◆ **WHAT THIS TASK INVOLVES**: All that is asked is a faithful reproduction of the entries.

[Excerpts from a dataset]
++++++++++++++++++++
//! # Filtering, Sorting & Pagination
//!
//! Translates the JSON list parameters into SeaORM query clauses. Nothing here touches the
//! database: every function takes a query and returns it with conditions, ordering or limits
//! appended.
//!
//! ## Filter trees
//!
//! A filter is a group of leaves and nested groups, each group combined with its own `and`/`or`:
//!
//! ```rust,ignore
//! // age > 21 AND (first_name = 'User1' OR age > 55)
//! GET /users?filter={"logic":"and","filters":[{"field":"age","operator":"gt","value":21}],
//!     "groups":[{"logic":"or","filters":[
//!         {"field":"first_name","operator":"eq","value":"User1"},
//!         {"field":"age","operator":"gt","value":55}]}]}
//! ```
//!
//! Operators are `eq`, `neq`, `gt`, `gte`, `lt`, `lte`, `like`, `in`, `notin`, `isnull`,
//! `isnotnull` and `between`, matched case-insensitively. Text values that look like dates are
//! compared as dates on both sides, using `DATE(..)` on `SQLite` and `CAST(.. AS DATE)` elsewhere.
//!
//! ## Sorting & pagination
//!
//! ```rust,ignore
//! GET /users?sort=[{"field":"age","dir":"desc"}]&page=2&pageSize=10
//! ```

pub mod conditions;
pub mod dialect;
pub mod operator;
pub mod pagination;
pub mod sort;
pub mod validation;

// Re-export commonly used items
pub use conditions::{apply_filter_group, compile_filter, compile_filter_group};
pub use dialect::{DateCast, is_date_literal};
pub use operator::{PredicateKind, is_valid_operator, supported_operators};
pub use pagination::{apply_pagination, pagination_metadata};
pub use sort::{apply_sort, encode_sort, parse_sort, sort_from_params};
pub use validation::{validate_filter_fields, validate_filter_group, validate_sort_fields};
++++++++++++++++++++
◆ **TASK SOLUTION**:
//! # Filtering, Sorting & Pagination
//!
//! Translates the JSON list parameters into SeaORM query clauses. Nothing here touches the
//! database: every function takes a query and returns it with conditions, ordering or limits
//! appended.
//!
//! ## Filter trees
//!
//! A filter is a group of leaves and nested groups, each group combined with its own `and`/`or`:
//!
//! ```rust,ignore
//! // age > 21 AND (first_name = 'User1' OR age > 55)
//! GET /users?filter={"logic":"and","filters":[{"field":"age","operator":"gt","value":21}],
//!     "groups":[{"logic":"or","filters":[
//!         {"field":"first_name","operator":"eq","value":"User1"},
//!         {"field":"age","operator":"gt","value":55}]}]}
//! ```
//!
//! Operators are `eq`, `neq`, `gt`, `gte`, `lt`, `lte`, `like`, `in`, `notin`, `isnull`,
//! `isnotnull` and `between`, matched case-insensitively. Text values that look like dates are
//! compared as dates on both sides, using `DATE(..)` on `SQLite` and `CAST(.. AS DATE)` elsewhere.
//!
//! ## Sorting & pagination
//!
//! ```rust,ignore
//! GET /users?sort=[{"field":"age","dir":"desc"}]&page=2&pageSize=10
//! ```

pub mod conditions;
pub mod dialect;
pub mod operator;
pub mod pagination;
pub mod sort;
pub mod validation;

// Re-export commonly used items
pub use conditions::{apply_filter_group, compile_filter, compile_filter_group};
pub use dialect::{DateCast, is_date_literal};
pub use operator::{PredicateKind, is_valid_operator, supported_operators};
pub use pagination::{apply_pagination, pagination_metadata};
pub use sort::{apply_sort, encode_sort, parse_sort, sort_from_params};
pub use validation::{validate_filter_fields, validate_filter_group, validate_sort_fields};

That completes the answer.